Stored items:
——————

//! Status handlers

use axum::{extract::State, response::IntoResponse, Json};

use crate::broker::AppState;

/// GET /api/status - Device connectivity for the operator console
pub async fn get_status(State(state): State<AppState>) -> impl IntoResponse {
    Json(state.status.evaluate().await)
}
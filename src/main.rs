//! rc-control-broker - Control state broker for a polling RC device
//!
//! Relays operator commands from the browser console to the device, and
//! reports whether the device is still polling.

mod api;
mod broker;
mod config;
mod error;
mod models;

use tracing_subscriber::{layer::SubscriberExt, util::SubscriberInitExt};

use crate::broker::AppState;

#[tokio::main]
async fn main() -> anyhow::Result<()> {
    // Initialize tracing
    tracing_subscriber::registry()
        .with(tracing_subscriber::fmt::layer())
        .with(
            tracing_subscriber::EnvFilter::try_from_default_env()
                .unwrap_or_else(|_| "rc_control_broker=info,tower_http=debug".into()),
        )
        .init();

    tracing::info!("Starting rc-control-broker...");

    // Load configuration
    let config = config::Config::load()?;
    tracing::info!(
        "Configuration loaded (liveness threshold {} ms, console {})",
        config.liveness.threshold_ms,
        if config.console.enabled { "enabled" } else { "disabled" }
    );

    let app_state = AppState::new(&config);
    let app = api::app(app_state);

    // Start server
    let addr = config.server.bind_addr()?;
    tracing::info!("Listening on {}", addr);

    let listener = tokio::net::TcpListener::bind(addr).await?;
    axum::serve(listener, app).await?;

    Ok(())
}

——————

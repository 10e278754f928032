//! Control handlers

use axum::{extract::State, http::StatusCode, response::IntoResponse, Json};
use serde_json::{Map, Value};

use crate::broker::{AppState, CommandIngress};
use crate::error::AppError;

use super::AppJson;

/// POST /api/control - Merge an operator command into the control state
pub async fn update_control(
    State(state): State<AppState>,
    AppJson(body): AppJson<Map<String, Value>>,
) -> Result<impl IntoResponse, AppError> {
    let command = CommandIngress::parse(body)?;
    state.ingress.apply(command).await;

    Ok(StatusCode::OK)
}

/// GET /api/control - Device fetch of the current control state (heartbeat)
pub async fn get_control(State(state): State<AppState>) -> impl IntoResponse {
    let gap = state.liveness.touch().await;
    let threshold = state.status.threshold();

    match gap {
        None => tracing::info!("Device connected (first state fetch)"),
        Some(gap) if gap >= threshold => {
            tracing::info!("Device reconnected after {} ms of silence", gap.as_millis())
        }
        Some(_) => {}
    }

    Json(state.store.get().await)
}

——————

* _WORK REQUEST_
Above are the records; from them, give again exactly the lines from the one containing "Result<impl IntoResponse, AppError>" through the one containing "control state (heartbeat)", both included.

* _ANSWER FOR THE TASK_
) -> Result<impl IntoResponse, AppError> {
    let command = CommandIngress::parse(body)?;
    state.ingress.apply(command).await;

    Ok(StatusCode::OK)
}

/// GET /api/control - Device fetch of the current control state (heartbeat)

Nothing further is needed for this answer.